The White House believes the US economy can still nail a “soft landing” as the large-scale government investments enacted by Joe Biden help buoy the labour market in the months and years ahead, a top adviser to the president said.
The comments from Heather Boushey, a member of the White House council of economic advisers, come as many economists fear a significant slowdown and possibly a recession as the Federal Reserve barrels forward with the most aggressive plan to raise interest rates and root out high inflation since the early 1980s.
Fed officials projected this month that the US would narrowly avoid a contraction in 2023, with output increasing by just 0.5 per cent. US central bankers expect the nation’s unemployment rate to rise from 3.7 per cent in November to 4.6 per cent by the end of next year, implying the likely loss of tens of thousands of jobs.
But Boushey told the Financial Times that a series of laws passed by Congress and signed by the president during his first two years in office had created “funding streams” for infrastructure, clean energy and semiconductor manufacturing that would help blunt any downturn for the “real economy”.
While there continued to be “challenges” and “unforeseen things”, from Covid-19 to the war in Ukraine, hurting the outlook, she said, the recent legislation would be “pushing in the other direction”.
“We remain optimistic that we will be able to see the soft landing that we are looking for,” she said. “Time will tell but I think the pieces are in place to have a fighting chance to do so.”
The US labour market performed more strongly than expected over the past three months, even with the Fed’s monetary tightening in high gear: it recorded average monthly job gains of 272,000 — a sign of resilience that has been met with relief by the White House.

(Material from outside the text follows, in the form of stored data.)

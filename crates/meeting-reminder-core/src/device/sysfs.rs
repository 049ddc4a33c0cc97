//! Linux sysfs GPIO board (`/sys/class/gpio`).
//!
//! Pins are addressed by their kernel GPIO number. Inputs are read as
//! plain 0/1 levels.

use std::fs;
use std::path::PathBuf;

use super::gpio::Board;
use crate::error::DeviceError;

pub struct SysfsBoard {
    root: PathBuf,
}

impl SysfsBoard {
    /// Export `outputs` and `inputs` (if not already exported) and set
    /// their direction.
    pub fn open(
        root: impl Into<PathBuf>,
        outputs: &[&str],
        inputs: &[&str],
    ) -> Result<Self, DeviceError> {
        let board = Self { root: root.into() };
        for pin in outputs {
            board.export(pin, "out")?;
        }
        for pin in inputs {
            board.export(pin, "in")?;
        }
        Ok(board)
    }

    fn pin_dir(&self, pin: &str) -> PathBuf {
        self.root.join(format!("gpio{pin}"))
    }

    fn export(&self, pin: &str, direction: &str) -> Result<(), DeviceError> {
        if pin.is_empty() || !pin.chars().all(|c| c.is_ascii_digit()) {
            return Err(DeviceError::InvalidValue {
                pin: pin.to_string(),
                value: "sysfs pins must be GPIO numbers".to_string(),
            });
        }

        let dir = self.pin_dir(pin);
        if !dir.exists() {
            tracing::debug!(%pin, "exporting gpio");
            fs::write(self.root.join("export"), pin).map_err(|source| DeviceError::Output {
                pin: pin.to_string(),
                source,
            })?;
            if !dir.exists() {
                return Err(DeviceError::Unavailable(format!(
                    "gpio{pin} did not appear under {} after export",
                    self.root.display()
                )));
            }
        }

        fs::write(dir.join("direction"), direction).map_err(|source| DeviceError::Output {
            pin: pin.to_string(),
            source,
        })
    }
}

impl Board for SysfsBoard {
    fn set_output(&self, pin: &str, high: bool) -> Result<(), DeviceError> {
        let value = if high { "1" } else { "0" };
        fs::write(self.pin_dir(pin).join("value"), value).map_err(|source| DeviceError::Output {
            pin: pin.to_string(),
            source,
        })
    }

    fn read_input(&self, pin: &str) -> Result<i64, DeviceError> {
        let raw = fs::read_to_string(self.pin_dir(pin).join("value")).map_err(|source| {
            DeviceError::Input {
                pin: pin.to_string(),
                source,
            }
        })?;
        raw.trim().parse::<i64>().map_err(|_| DeviceError::InvalidValue {
            pin: pin.to_string(),
            value: raw.trim().to_string(),
        })
    }
}
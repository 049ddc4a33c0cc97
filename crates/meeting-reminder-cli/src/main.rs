use clap::{Parser, Subcommand};
use tracing_subscriber::EnvFilter;

mod commands;

#[derive(Parser)]
#[command(
    name = "meeting-reminder",
    version,
    about = "Blink and buzz before your next meeting"
)]
struct Cli {
    /// Verbose logging (RUST_LOG overrides)
    #[arg(long, global = true)]
    debug: bool,

    #[command(subcommand)]
    command: Commands,
}

#[derive(Subcommand)]
enum Commands {
    /// Watch the calendar and fire reminders
    Run(commands::run::RunArgs),
    /// Show the next event the reminder would fire for
    Next(commands::next::NextArgs),
    /// Authentication management
    Auth {
        #[command(subcommand)]
        action: commands::auth::AuthAction,
    },
    /// Configuration management
    Config {
        #[command(subcommand)]
        action: commands::config::ConfigAction,
    },
    /// Alert device checks
    Device {
        #[command(subcommand)]
        action: commands::device::DeviceAction,
    },
}

fn init_tracing(debug: bool) {
    let default = if debug {
        "meeting_reminder=debug,meeting_reminder_core=debug,info"
    } else {
        "info"
    };
    tracing_subscriber::fmt()
        .with_env_filter(
            EnvFilter::try_from_default_env().unwrap_or_else(|_| EnvFilter::new(default)),
        )
        .with_writer(std::io::stderr)
        .with_target(debug)
        .init();
}

#[tokio::main]
async fn main() {
    let cli = Cli::parse();
    init_tracing(cli.debug);

    let result = match cli.command {
        Commands::Run(args) => commands::run::run(args).await,
        Commands::Next(args) => commands::next::run(args).await,
        Commands::Auth { action } => commands::auth::run(action).await,
        Commands::Config { action } => commands::config::run(action),
        Commands::Device { action } => commands::device::run(action).await,
    };

    if let Err(e) = result {
        eprintln!("error: {e}");
        std::process::exit(1);
    }
}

“We have delivered the sharpest recovery in jobs of any recent recovery — to see that is still ongoing is really remarkable.”
Boushey pointed to three specific pieces of legislation that would support the US labour market: the Bipartisan Infrastructure Law passed in November 2021, the Chips and Science Act and the Inflation Reduction Act passed in the summer of 2022.

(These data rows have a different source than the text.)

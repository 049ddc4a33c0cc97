//! Alert device contract and drivers.
//!
//! - `debounce.rs`: rising-edge policy applied to raw input samples
//! - `pattern.rs`: cancellable repeating on/off task
//! - `gpio.rs`: [`GpioDevice`], the LED + buzzer + button driver over a [`Board`]
//! - `sysfs.rs`: Linux sysfs GPIO board
//! - `null.rs`: log-only device for running without hardware

mod debounce;
mod gpio;
mod null;
mod pattern;
mod sysfs;

pub use debounce::RisingEdge;
pub use gpio::{Board, GpioDevice, GpioPins, GpioTiming};
pub use null::NullDevice;
pub use pattern::RepeatingTask;
pub use sysfs::SysfsBoard;

use async_trait::async_trait;
use tokio::sync::oneshot;
use tokio::time::Instant;

use crate::error::DeviceError;

/// Something that can flash/buzz until told to stop and report a single
/// acknowledge press.
#[async_trait]
pub trait AlertDevice: Send + Sync {
    /// Start the alert pattern. It stops on its own at `deadline`. The
    /// returned signal fires at most once, on an acknowledge press detected
    /// before `deadline`.
    async fn arm(&self, deadline: Instant) -> Result<AcknowledgeSignal, DeviceError>;

    /// Stop the pattern and the input poller. Safe to call when not armed.
    async fn disarm(&self) -> Result<(), DeviceError>;
}

/// Sending half of an acknowledge signal, held by the input poller.
#[derive(Debug)]
pub struct AcknowledgeTrigger {
    tx: oneshot::Sender<()>,
}

impl AcknowledgeTrigger {
    /// Fire the signal. Consumes the trigger so it can fire only once.
    pub fn fire(self) {
        let _ = self.tx.send(());
    }
}

/// One-shot acknowledge notification returned by [`AlertDevice::arm`].
#[derive(Debug)]
pub struct AcknowledgeSignal {
    rx: oneshot::Receiver<()>,
}

impl AcknowledgeSignal {
    pub fn pair() -> (AcknowledgeTrigger, AcknowledgeSignal) {
        let (tx, rx) = oneshot::channel();
        (AcknowledgeTrigger { tx }, AcknowledgeSignal { rx })
    }

    /// A signal that never fires.
    pub fn never() -> Self {
        Self::pair().1
    }

    /// Resolves when the acknowledge fires. If the trigger is dropped
    /// without firing this never resolves; the session deadline ends the wait.
    pub async fn acknowledged(self) {
        if self.rx.await.is_err() {
            std::future::pending::<()>().await;
        }
    }
}
//! Wall-clock source for the scheduler.
//!
//! Anchors are absolute UTC instants, but every wait the scheduler performs
//! goes through `tokio::time`. [`TokioClock`] ties the two together so a
//! paused tokio runtime also freezes "now".

use chrono::{DateTime, Utc};

pub trait Clock: Send + Sync {
    fn now(&self) -> DateTime<Utc>;
}

/// The system wall clock.
#[derive(Debug, Default, Clone, Copy)]
pub struct SystemClock;

impl Clock for SystemClock {
    fn now(&self) -> DateTime<Utc> {
        Utc::now()
    }
}

/// Wall time derived from tokio's monotonic clock, starting at `origin`.
#[derive(Debug, Clone, Copy)]
pub struct TokioClock {
    origin: DateTime<Utc>,
    started: tokio::time::Instant,
}

impl TokioClock {
    pub fn starting_at(origin: DateTime<Utc>) -> Self {
        Self {
            origin,
            started: tokio::time::Instant::now(),
        }
    }
}

impl Clock for TokioClock {
    fn now(&self) -> DateTime<Utc> {
        let elapsed = self.started.elapsed();
        self.origin + chrono::Duration::from_std(elapsed).unwrap_or(chrono::Duration::MAX)
    }
}
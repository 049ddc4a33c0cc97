use clap::Subcommand;
use meeting_reminder_core::Config;

use super::CliResult;

#[derive(Subcommand)]
pub enum ConfigAction {
    /// Get a config value
    Get {
        /// Config key (e.g. "scheduler.lead_time_secs", "device.kind")
        key: String,
    },
    /// Set a config value
    Set {
        /// Config key
        key: String,
        /// New value
        #[arg(allow_hyphen_values = true)]
        value: String,
    },
    /// List all config values
    List,
    /// Reset config to defaults
    Reset,
    /// Print the config file location
    Path,
}

pub fn run(action: ConfigAction) -> CliResult {
    match action {
        ConfigAction::Get { key } => {
            let config = Config::load()?;
            match config.get(&key) {
                Some(value) => println!("{value}"),
                None => return Err(format!("unknown key: {key}").into()),
            }
        }
        ConfigAction::Set { key, value } => {
            let mut config = Config::load()?;
            config.set(&key, &value)?;
            config.save()?;
            println!("ok");
        }
        ConfigAction::List => {
            let config = Config::load()?;
            print!("{}", config.to_toml()?);
        }
        ConfigAction::Reset => {
            let config = Config::default();
            config.save()?;
            println!("config reset to defaults");
        }
        ConfigAction::Path => {
            println!("{}", Config::path()?.display());
        }
    }
    Ok(())
}
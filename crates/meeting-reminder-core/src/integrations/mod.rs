pub mod google;
pub mod oauth;
mod token_store;

pub use google::{AccessTokenProvider, GoogleAuth, GoogleCalendarSource, GoogleCredentials, StaticToken};
pub use oauth::{OAuthConfig, OAuthTokens};
pub use token_store::{TokenStore, TokenStoreKind};

/// Thin wrapper around the OS keyring for credential storage.
pub mod keyring_store {
    use crate::error::OAuthError;

    const SERVICE: &str = "meeting-reminder";

    pub fn get(key: &str) -> Result<Option<String>, OAuthError> {
        let entry = keyring::Entry::new(SERVICE, key)?;
        match entry.get_password() {
            Ok(pw) => Ok(Some(pw)),
            Err(keyring::Error::NoEntry) => Ok(None),
            Err(e) => Err(e.into()),
        }
    }

    pub fn set(key: &str, value: &str) -> Result<(), OAuthError> {
        let entry = keyring::Entry::new(SERVICE, key)?;
        entry.set_password(value)?;
        Ok(())
    }

    pub fn delete(key: &str) -> Result<(), OAuthError> {
        let entry = keyring::Entry::new(SERVICE, key)?;
        match entry.delete_credential() {
            Ok(()) => Ok(()),
            Err(keyring::Error::NoEntry) => Ok(()),
            Err(e) => Err(e.into()),
        }
    }
}
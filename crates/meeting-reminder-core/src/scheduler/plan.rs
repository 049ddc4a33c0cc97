use chrono::{DateTime, Duration, Utc};

/// What the poll step should do with a not-yet-notified event.
#[derive(Debug, Clone, Copy, PartialEq, Eq)]
pub enum Plan {
    /// The reminder moment has arrived or already passed.
    NotifyNow,
    /// Sleep this long before the reminder moment (subject to re-poll).
    WaitFor(std::time::Duration),
}

/// `wait = (anchor - now) - lead`; anything at or below zero is due.
pub fn plan_reminder(anchor: DateTime<Utc>, now: DateTime<Utc>, lead: Duration) -> Plan {
    let wait = (anchor - now)
        .checked_sub(&lead)
        .unwrap_or(Duration::MIN);
    if wait <= Duration::zero() {
        return Plan::NotifyNow;
    }
    match wait.to_std() {
        Ok(wait) => Plan::WaitFor(wait),
        Err(_) => Plan::NotifyNow,
    }
}
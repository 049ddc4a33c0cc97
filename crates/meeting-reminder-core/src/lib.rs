//! # Meeting Reminder Core Library
//!
//! Watches a calendar and fires a physical reminder (light and sound) a
//! configurable lead time before a meeting starts or ends. The alert is
//! silenced by a button press or stops on its own after a fixed duration.
//!
//! ## Architecture
//!
//! - **Scheduler**: polls an event source, races "reminder due" against
//!   "next poll", and notifies each event id at most once per process
//! - **Alert session**: one armed-device episode, resolved by acknowledge
//!   or deadline
//! - **Integrations**: Google Calendar source and OAuth token plumbing
//! - **Device**: GPIO LED/buzzer/button driver and a log-only stand-in
//! - **Storage**: TOML-based configuration
//!
//! ## Key Components
//!
//! - [`ReminderScheduler`]: the control loop
//! - [`EventSource`]: where events come from
//! - [`AlertDevice`]: what gets armed
//! - [`Config`]: application configuration management

pub mod clock;
pub mod device;
pub mod error;
pub mod event;
pub mod integrations;
pub mod race;
pub mod scheduler;
pub mod session;
pub mod source;
pub mod storage;
pub mod tracker;

pub use clock::{Clock, SystemClock, TokioClock};
pub use device::{AcknowledgeSignal, AcknowledgeTrigger, AlertDevice, GpioDevice, NullDevice, SysfsBoard};
pub use error::{ConfigError, DeviceError, OAuthError, SourceError, ValidationError};
pub use event::{Event, ReminderMode};
pub use integrations::{GoogleAuth, GoogleCalendarSource, GoogleCredentials, TokenStore};
pub use race::{race, Race};
pub use scheduler::{PollOutcome, ReminderScheduler, SchedulerConfig, SchedulerState};
pub use session::{AlertSession, NotifyOutcome};
pub use source::EventSource;
pub use storage::Config;
pub use tracker::NotifiedSet;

“We are seeing private sector investments on top of public sector investments in the real economy and in the industrial base of the United States, which we know have strong multiplier effects,” she said.

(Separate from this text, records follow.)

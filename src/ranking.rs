//! Aggregation and ranking over admitted items.
//!
//! All views sort descending on one key with a stable sort, so items with equal
//! keys keep the order in which they were admitted.

use std::cmp::Ordering;
use std::collections::BTreeSet;

use chrono::{DateTime, Utc};
use indexmap::IndexMap;
use serde::{Deserialize, Serialize};

use crate::config::RankingKey;
use crate::data::CanonicalItem;
use crate::pipeline::SourceReport;
use crate::types::{CategoryLabel, PlatformName};

/// Value of `key` for `item`.
pub fn sort_value(item: &CanonicalItem, key: RankingKey) -> f64 {
    match key {
        RankingKey::EngagementScore => item.engagement_score,
        RankingKey::NumericMetric => item.numeric_metric,
    }
}

/// Stable descending sort on `key`.
pub fn rank_items(items: &mut [CanonicalItem], key: RankingKey) {
    items.sort_by(|a, b| {
        sort_value(b, key)
            .partial_cmp(&sort_value(a, key))
            .unwrap_or(Ordering::Equal)
    });
}

/// Items of one category plus aggregate stats.
#[derive(Clone, Debug, PartialEq, Serialize, Deserialize)]
pub struct CategoryGroup {
    /// Items ranked by the digest key.
    pub items: Vec<CanonicalItem>,
    /// Number of items in the group.
    pub count: usize,
    /// Sum of `numeric_metric` over the group.
    pub total_metric: f64,
}

/// Group items by category.
///
/// Groups appear in order of first appearance in `items`; each group is ranked
/// independently on `key`.
pub fn group_by_category(
    items: &[CanonicalItem],
    key: RankingKey,
) -> IndexMap<CategoryLabel, CategoryGroup> {
    let mut groups: IndexMap<CategoryLabel, CategoryGroup> = IndexMap::new();
    for item in items {
        let group = groups
            .entry(item.category.clone())
            .or_insert_with(|| CategoryGroup {
                items: Vec::new(),
                count: 0,
                total_metric: 0.0,
            });
        group.count += 1;
        group.total_metric += item.numeric_metric;
        group.items.push(item.clone());
    }
    for group in groups.values_mut() {
        rank_items(&mut group.items, key);
    }
    groups
}

/// Collection-wide totals.
#[derive(Clone, Debug, Default, PartialEq, Serialize, Deserialize)]
pub struct Totals {
    /// Items in the digest.
    pub item_count: usize,
    /// Distinct platforms.
    pub platform_count: usize,
    /// Distinct categories.
    pub category_count: usize,
    /// Sum of `numeric_metric` across all items.
    pub total_metric: f64,
    /// Distinct platforms, sorted.
    pub platforms: Vec<PlatformName>,
    /// Distinct categories, sorted.
    pub categories: Vec<CategoryLabel>,
}

/// Compute totals over `items`.
pub fn totals(items: &[CanonicalItem]) -> Totals {
    let platforms: BTreeSet<&str> = items.iter().map(|item| item.platform.as_str()).collect();
    let categories: BTreeSet<&str> = items.iter().map(|item| item.category.as_str()).collect();
    Totals {
        item_count: items.len(),
        platform_count: platforms.len(),
        category_count: categories.len(),
        total_metric: items.iter().map(|item| item.numeric_metric).sum(),
        platforms: platforms.into_iter().map(str::to_string).collect(),
        categories: categories.into_iter().map(str::to_string).collect(),
    }
}

/// Final ranked dataset of one run.
#[derive(Clone, Debug, PartialEq, Serialize, Deserialize)]
pub struct Digest {
    /// Clock the run scored against.
    pub generated_at: DateTime<Utc>,
    /// Key every view is ranked by.
    pub ranking: RankingKey,
    /// Global ranked view.
    pub items: Vec<CanonicalItem>,
    /// Grouped view keyed by category.
    pub categories: IndexMap<CategoryLabel, CategoryGroup>,
    /// Collection-wide totals.
    pub totals: Totals,
    /// Per-source run reports, in registration order.
    pub sources: Vec<SourceReport>,
}

impl Digest {
    /// Rank admitted items and build the grouped view and totals.
    pub fn assemble(
        mut items: Vec<CanonicalItem>,
        ranking: RankingKey,
        generated_at: DateTime<Utc>,
    ) -> Self {
        rank_items(&mut items, ranking);
        let categories = group_by_category(&items, ranking);
        let totals = totals(&items);
        Self {
            generated_at,
            ranking,
            items,
            categories,
            totals,
            sources: Vec::new(),
        }
    }

    /// Attach per-source reports.
    pub fn with_sources(mut self, sources: Vec<SourceReport>) -> Self {
        self.sources = sources;
        self
    }

    /// Up to `n` top-ranked items.
    pub fn top(&self, n: usize) -> &[CanonicalItem] {
        &self.items[..n.min(self.items.len())]
    }

    /// Group for `category`, if any item landed in it.
    pub fn category(&self, category: &str) -> Option<&CategoryGroup> {
        self.categories.get(category)
    }

    /// Returns `true` when no items were admitted.
    pub fn is_empty(&self) -> bool {
        self.items.is_empty()
    }
}

#[cfg(test)]
mod tests {
    use super::*;
    use crate::coerce::Magnitude;
    use chrono::TimeZone;

    fn item(id: &str, category: &str, platform: &str, metric: f64, score: f64) -> CanonicalItem {
        CanonicalItem {
            id: id.to_string(),
            platform: platform.to_string(),
            source: platform.to_string(),
            category: category.to_string(),
            title: id.to_string(),
            content: String::new(),
            url: String::new(),
            author: String::new(),
            raw_metric: Magnitude::Number(metric),
            numeric_metric: metric,
            created_at: None,
            fetched_at: Utc.with_ymd_and_hms(2025, 1, 1, 0, 0, 0).unwrap(),
            engagement_score: score,
        }
    }

    fn ids(items: &[CanonicalItem]) -> Vec<&str> {
        items.iter().map(|item| item.id.as_str()).collect()
    }

    #[test]
    fn equal_scores_keep_arrival_order() {
        let mut items = vec![
            item("A", "X", "P", 0.0, 10.0),
            item("top", "X", "P", 0.0, 50.0),
            item("B", "X", "P", 0.0, 10.0),
            item("C", "X", "P", 0.0, 10.0),
        ];
        rank_items(&mut items, RankingKey::EngagementScore);
        assert_eq!(ids(&items), vec!["top", "A", "B", "C"]);
    }

    #[test]
    fn ranking_key_selects_the_field() {
        let mut items = vec![
            item("small", "X", "P", 10.0, 90.0),
            item("big", "X", "P", 900.0, 5.0),
        ];
        rank_items(&mut items, RankingKey::NumericMetric);
        assert_eq!(ids(&items), vec!["big", "small"]);
        rank_items(&mut items, RankingKey::EngagementScore);
        assert_eq!(ids(&items), vec!["small", "big"]);
    }

    #[test]
    fn groups_carry_counts_sums_and_their_own_order() {
        let items = vec![
            item("p1", "PCOS", "Reddit", 100.0, 1.0),
            item("m1", "Menopause", "Reddit", 50.0, 3.0),
            item("p2", "PCOS", "Discord", 300.0, 2.0),
        ];
        let groups = group_by_category(&items, RankingKey::EngagementScore);
        let labels: Vec<&str> = groups.keys().map(String::as_str).collect();
        assert_eq!(labels, vec!["PCOS", "Menopause"]);
        let pcos = &groups["PCOS"];
        assert_eq!(pcos.count, 2);
        assert_eq!(pcos.total_metric, 400.0);
        assert_eq!(ids(&pcos.items), vec!["p2", "p1"]);
    }

    #[test]
    fn totals_count_distinct_values() {
        let items = vec![
            item("a", "PCOS", "Reddit", 1.5, 0.0),
            item("b", "PCOS", "Discord", 2.5, 0.0),
            item("c", "Menopause", "Reddit", 6.0, 0.0),
        ];
        let totals = totals(&items);
        assert_eq!(totals.item_count, 3);
        assert_eq!(totals.platform_count, 2);
        assert_eq!(totals.category_count, 2);
        assert_eq!(totals.total_metric, 10.0);
        assert_eq!(totals.platforms, vec!["Discord", "Reddit"]);
        assert_eq!(totals.categories, vec!["Menopause", "PCOS"]);
    }

    #[test]
    fn digest_assembles_ranked_views() {
        let generated_at = Utc.with_ymd_and_hms(2025, 1, 2, 0, 0, 0).unwrap();
        let digest = Digest::assemble(
            vec![
                item("low", "PCOS", "Reddit", 1.0, 0.0),
                item("high", "Menopause", "Reddit", 5.0, 0.0),
            ],
            RankingKey::NumericMetric,
            generated_at,
        );
        assert_eq!(ids(&digest.items), vec!["high", "low"]);
        let labels: Vec<&str> = digest.categories.keys().map(String::as_str).collect();
        assert_eq!(labels, vec!["Menopause", "PCOS"]);
        assert_eq!(ids(digest.top(1)), vec!["high"]);
        assert_eq!(digest.top(10).len(), 2);
        assert!(digest.category("PCOS").is_some());
        assert!(digest.category("Thyroid Disorders").is_none());
        assert!(!digest.is_empty());
    }

    #[test]
    fn empty_digest_is_well_formed() {
        let digest = Digest::assemble(Vec::new(), RankingKey::EngagementScore, Utc::now());
        assert!(digest.is_empty());
        assert_eq!(digest.totals, Totals::default());
        assert!(digest.top(5).is_empty());
    }
}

Meanwhile, inflation has started to ease, something that has comforted the Biden administration, with the annual increase in the consumer price index dropping from a peak of 9.1 per cent in June to 7. 1 per cent in November, though it remains at a level Fed officials deem far too high.
According to the American Automobile Association, the average petrol price in the US was $3.1 per gallon this week, lower than its level of $3.6 per gallon a month ago and even lower than $3.2 per gallon a year ago, before Russia’s full-scale invasion of Ukraine.
While the Fed is primarily responsible for fighting inflation, the White House has tried to take action to curb price rises this year, including big releases of oil from the Strategic Petroleum Reserve. “The [consumer price index is] down two full points from where it was last summer, that’s a marked achievement,” Boushey said. “We had a plan, the president executed on that plan, and you can see the benefits for the American people.”
The Fed’s efforts to cool the economy are far from complete. This year it raised its benchmark interest rate from near zero to a target range of 4.25 to 4.50 per cent. According to the most recent projections released in mid-December, most officials see it rising above 5 per cent next year and staying there at least until 2024.
A soft or “softish” landing was still “possible”, Fed chair Jay Powell said at his final press conference of the year, though he added that “events of the last few months have raised the degree of difficulty”. In early December, 85 per cent of economists polled by the Financial Times in a joint survey with the University of Chicago’s Booth School of Business projected a recession next year.
The US economy is vulnerable not just because of the impact of the Fed’s policies but also due to the risk of new external shocks, including from the war in Ukraine and China’s struggle to contain Covid-19 as it relaxes its lockdowns.
Domestically, the White House is likely to have less flexibility to tackle any economic or financial crises because Republicans are due to take control of the House of Representatives in January.
However, Boushey was confident that complete gridlock could be avoided. “Divided government is always a challenge, but one of the things that President Biden has demonstrated is that he is willing to work with anyone — Democrat, Republican, independent — to get things done.”
The biggest risk posed by Washington to the US economy would be if Congress fails to agree on an increase in the debt limit next year, which could lead to a default on government debt. Republicans have already warned that they will demand deep spending cuts in exchange for a vote to raise the debt ceiling, which Democrats and the White House would oppose, leading to a high-stakes stand-off.
“The debt ceiling does remain a challenge,” Boushey said. “Government defaulting on their debt would be potentially very bad for the US economy . . . and would not benefit the American people. So the president will be doing everything he can do to have us not enter that situation.”